**Required action**
Each line of the data below that contains "StdDevSpec" must be copied.

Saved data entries
┄┄┄┄┄┄┄┄┄┄┄┄┄┄┄┄┄┄┄┄

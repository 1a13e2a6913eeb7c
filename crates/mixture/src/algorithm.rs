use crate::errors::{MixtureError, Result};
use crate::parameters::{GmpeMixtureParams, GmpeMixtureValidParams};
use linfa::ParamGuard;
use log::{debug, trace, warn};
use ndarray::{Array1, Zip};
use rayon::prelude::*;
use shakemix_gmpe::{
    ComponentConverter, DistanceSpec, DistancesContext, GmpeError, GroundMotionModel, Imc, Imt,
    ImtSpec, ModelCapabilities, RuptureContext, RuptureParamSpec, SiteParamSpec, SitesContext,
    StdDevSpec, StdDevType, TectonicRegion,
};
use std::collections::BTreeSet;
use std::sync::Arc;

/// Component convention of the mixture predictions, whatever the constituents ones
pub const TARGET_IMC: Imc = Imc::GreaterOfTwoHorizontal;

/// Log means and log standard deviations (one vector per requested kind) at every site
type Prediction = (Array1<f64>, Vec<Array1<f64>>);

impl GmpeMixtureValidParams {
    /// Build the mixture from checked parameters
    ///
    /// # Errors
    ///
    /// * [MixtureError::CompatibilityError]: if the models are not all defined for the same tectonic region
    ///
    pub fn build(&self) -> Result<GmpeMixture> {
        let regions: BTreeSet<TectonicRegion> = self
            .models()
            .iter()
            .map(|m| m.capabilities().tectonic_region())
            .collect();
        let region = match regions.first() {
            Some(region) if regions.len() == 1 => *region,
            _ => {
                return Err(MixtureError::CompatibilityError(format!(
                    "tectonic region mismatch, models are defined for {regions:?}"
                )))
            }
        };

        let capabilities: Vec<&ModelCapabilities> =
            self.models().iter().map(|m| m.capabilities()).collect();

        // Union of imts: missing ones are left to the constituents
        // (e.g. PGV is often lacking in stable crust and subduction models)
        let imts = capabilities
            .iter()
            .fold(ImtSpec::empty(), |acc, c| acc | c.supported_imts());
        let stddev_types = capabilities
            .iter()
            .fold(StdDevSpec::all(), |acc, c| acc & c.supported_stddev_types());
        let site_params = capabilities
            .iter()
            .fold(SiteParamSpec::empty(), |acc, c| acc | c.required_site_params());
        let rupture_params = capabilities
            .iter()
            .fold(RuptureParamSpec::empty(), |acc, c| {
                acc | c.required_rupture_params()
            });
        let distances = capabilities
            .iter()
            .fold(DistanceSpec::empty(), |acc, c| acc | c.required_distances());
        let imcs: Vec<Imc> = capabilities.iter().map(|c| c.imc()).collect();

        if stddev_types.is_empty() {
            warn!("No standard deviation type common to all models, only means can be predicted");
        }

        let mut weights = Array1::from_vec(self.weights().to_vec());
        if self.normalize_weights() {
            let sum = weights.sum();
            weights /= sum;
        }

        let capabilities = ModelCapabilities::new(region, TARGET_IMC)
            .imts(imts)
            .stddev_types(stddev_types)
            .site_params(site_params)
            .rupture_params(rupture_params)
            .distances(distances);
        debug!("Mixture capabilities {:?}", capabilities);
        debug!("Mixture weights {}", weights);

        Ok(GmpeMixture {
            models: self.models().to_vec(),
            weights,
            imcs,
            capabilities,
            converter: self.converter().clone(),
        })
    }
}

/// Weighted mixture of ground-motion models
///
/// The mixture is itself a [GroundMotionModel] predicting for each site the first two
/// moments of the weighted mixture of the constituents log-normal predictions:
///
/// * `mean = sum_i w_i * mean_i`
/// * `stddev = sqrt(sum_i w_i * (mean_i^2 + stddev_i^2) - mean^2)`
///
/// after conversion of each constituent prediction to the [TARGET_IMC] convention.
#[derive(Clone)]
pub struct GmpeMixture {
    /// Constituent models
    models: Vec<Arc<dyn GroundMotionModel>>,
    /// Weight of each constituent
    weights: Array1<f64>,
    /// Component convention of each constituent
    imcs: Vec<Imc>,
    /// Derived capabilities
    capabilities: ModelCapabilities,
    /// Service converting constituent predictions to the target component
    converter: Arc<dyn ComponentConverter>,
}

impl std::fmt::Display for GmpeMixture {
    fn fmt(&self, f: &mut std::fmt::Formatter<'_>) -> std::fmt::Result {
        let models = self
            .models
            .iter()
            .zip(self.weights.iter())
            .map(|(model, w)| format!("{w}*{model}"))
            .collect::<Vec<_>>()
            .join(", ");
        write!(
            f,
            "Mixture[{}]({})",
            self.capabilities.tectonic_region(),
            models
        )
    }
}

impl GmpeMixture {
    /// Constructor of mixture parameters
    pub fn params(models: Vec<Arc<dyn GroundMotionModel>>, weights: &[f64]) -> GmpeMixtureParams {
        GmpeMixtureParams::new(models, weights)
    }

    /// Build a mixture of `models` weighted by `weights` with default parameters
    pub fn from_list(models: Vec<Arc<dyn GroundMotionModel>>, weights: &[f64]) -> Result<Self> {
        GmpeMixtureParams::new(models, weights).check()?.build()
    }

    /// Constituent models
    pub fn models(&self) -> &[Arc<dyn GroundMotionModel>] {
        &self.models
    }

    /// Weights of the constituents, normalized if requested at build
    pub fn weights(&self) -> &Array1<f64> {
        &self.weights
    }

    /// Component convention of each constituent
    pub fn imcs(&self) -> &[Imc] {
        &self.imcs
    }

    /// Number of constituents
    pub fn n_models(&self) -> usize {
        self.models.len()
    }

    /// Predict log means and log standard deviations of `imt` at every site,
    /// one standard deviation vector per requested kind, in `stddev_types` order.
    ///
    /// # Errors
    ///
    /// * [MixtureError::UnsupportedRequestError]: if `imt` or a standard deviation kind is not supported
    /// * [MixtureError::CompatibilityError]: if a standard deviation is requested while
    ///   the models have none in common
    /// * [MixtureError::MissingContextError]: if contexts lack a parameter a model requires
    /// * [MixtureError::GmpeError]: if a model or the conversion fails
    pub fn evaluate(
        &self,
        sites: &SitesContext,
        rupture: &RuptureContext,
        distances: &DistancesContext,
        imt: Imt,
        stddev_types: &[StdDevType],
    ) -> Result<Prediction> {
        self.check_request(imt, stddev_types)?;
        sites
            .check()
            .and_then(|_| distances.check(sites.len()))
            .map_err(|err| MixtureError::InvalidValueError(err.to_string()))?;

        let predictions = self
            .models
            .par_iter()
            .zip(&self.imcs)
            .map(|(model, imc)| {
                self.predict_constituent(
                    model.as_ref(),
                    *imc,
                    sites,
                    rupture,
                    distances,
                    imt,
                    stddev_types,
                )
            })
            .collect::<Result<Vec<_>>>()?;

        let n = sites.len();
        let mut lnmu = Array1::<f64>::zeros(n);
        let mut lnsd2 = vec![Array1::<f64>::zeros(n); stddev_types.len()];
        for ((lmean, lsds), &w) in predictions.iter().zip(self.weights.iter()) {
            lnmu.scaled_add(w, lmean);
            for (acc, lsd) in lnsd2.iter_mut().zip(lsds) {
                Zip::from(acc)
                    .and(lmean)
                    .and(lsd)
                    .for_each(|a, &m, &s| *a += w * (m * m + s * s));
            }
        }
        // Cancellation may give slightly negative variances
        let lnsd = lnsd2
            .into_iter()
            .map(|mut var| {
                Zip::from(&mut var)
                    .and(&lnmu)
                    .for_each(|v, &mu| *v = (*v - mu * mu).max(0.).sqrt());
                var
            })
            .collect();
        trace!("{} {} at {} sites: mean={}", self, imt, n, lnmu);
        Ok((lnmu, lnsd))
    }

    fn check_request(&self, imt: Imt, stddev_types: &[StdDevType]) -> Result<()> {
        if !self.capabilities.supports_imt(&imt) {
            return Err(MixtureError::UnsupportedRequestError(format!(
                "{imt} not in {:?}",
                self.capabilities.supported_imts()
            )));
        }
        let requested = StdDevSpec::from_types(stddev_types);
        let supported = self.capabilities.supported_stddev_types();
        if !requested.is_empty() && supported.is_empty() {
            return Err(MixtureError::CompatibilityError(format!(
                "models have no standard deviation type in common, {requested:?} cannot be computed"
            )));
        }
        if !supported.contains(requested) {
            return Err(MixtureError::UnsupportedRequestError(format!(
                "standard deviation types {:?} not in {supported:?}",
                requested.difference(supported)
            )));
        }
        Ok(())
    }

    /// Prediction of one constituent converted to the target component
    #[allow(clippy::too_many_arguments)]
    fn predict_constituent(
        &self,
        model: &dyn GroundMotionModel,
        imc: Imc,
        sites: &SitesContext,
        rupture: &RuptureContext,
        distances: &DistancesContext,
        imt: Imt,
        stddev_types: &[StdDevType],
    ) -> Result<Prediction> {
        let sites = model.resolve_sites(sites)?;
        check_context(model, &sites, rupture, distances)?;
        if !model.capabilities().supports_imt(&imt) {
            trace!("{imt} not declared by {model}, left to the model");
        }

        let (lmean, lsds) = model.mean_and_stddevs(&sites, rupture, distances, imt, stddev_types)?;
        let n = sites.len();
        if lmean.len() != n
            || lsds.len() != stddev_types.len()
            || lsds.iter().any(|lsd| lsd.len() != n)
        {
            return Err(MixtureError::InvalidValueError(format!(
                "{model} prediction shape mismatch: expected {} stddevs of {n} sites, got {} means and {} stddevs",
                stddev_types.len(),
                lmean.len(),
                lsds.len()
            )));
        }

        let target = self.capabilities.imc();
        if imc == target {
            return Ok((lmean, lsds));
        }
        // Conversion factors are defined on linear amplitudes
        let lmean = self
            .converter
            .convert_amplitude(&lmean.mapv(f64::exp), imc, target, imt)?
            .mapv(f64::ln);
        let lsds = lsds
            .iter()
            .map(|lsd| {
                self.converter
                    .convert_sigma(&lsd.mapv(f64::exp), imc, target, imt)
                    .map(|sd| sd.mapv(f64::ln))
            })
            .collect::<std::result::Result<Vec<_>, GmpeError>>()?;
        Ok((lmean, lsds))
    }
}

┄┄┄┄┄┄┄┄┄┄┄┄┄┄┄┄┄┄┄┄

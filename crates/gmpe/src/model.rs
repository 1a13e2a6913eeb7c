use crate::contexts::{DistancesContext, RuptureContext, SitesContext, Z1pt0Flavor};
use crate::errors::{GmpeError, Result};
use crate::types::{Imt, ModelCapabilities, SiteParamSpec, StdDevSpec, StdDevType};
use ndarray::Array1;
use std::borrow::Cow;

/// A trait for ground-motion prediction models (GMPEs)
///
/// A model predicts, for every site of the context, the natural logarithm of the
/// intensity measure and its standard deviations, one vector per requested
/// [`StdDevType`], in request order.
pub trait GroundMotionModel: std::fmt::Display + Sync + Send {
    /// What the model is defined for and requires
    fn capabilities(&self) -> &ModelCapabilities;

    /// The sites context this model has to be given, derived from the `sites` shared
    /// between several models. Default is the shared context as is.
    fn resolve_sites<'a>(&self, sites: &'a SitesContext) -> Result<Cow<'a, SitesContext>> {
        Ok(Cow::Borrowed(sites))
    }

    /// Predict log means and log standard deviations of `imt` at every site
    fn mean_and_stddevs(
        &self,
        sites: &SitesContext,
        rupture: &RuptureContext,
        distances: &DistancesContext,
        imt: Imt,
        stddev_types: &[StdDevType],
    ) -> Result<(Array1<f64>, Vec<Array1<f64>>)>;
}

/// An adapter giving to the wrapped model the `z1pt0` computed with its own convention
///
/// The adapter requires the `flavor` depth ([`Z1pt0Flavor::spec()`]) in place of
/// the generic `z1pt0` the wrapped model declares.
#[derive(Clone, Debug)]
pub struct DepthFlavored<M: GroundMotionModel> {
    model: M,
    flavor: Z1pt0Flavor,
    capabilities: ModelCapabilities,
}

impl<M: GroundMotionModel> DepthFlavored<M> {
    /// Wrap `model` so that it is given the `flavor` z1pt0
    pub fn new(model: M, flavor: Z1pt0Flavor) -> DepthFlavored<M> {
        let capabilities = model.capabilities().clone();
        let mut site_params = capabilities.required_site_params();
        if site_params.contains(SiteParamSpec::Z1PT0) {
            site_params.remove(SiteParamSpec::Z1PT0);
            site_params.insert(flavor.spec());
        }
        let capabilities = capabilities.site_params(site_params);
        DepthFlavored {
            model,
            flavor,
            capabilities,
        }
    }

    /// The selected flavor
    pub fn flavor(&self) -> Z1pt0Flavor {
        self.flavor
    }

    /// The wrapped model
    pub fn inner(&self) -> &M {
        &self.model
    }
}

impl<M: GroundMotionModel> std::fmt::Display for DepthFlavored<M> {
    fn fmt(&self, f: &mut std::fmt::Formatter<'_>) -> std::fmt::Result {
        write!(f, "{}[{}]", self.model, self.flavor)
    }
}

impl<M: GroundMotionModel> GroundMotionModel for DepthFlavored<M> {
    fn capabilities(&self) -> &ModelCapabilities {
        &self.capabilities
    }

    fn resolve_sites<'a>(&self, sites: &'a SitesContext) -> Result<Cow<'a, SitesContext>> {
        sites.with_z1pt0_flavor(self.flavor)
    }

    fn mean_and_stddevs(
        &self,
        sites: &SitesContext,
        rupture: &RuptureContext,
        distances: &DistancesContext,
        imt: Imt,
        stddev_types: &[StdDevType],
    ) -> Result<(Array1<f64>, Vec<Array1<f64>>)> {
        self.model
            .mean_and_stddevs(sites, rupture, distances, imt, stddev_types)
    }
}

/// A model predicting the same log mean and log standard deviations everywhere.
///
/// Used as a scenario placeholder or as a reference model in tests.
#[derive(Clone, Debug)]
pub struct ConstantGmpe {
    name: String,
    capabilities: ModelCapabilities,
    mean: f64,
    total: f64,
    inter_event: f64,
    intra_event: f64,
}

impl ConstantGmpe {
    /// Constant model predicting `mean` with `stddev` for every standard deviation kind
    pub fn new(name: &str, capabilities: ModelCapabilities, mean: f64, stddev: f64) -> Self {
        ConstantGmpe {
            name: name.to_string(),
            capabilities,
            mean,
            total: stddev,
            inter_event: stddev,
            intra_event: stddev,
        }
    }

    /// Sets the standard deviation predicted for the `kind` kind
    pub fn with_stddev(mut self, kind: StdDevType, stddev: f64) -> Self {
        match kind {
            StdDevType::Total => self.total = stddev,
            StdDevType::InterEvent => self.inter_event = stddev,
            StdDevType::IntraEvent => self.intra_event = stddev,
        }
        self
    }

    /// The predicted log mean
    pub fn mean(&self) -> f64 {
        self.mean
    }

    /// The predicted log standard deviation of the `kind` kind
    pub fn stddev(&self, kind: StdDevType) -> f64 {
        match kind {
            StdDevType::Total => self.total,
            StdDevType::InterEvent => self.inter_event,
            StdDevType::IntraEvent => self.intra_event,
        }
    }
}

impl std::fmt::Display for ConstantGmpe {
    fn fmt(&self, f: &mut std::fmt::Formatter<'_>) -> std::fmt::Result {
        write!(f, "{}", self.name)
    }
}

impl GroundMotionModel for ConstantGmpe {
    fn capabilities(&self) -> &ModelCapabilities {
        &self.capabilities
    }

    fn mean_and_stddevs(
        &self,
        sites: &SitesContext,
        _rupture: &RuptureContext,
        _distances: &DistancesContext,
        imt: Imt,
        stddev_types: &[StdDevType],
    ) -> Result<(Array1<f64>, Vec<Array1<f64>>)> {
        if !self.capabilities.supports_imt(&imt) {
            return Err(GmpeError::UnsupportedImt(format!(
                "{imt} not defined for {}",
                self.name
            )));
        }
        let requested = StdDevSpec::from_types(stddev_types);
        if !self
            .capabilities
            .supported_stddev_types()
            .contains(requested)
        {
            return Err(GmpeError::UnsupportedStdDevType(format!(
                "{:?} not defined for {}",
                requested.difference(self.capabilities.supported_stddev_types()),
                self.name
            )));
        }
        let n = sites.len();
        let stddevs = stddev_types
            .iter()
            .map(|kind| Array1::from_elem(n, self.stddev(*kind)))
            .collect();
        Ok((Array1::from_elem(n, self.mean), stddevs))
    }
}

┄┄┄┄┄┄┄┄┄┄┄┄┄┄┄┄┄┄┄┄

**Finished task**
    StdDevSpec, StdDevType, TectonicRegion,
            .fold(StdDevSpec::all(), |acc, c| acc & c.supported_stddev_types());
        let requested = StdDevSpec::from_types(stddev_types);
use crate::types::{Imt, ModelCapabilities, SiteParamSpec, StdDevSpec, StdDevType};
        let requested = StdDevSpec::from_types(stddev_types);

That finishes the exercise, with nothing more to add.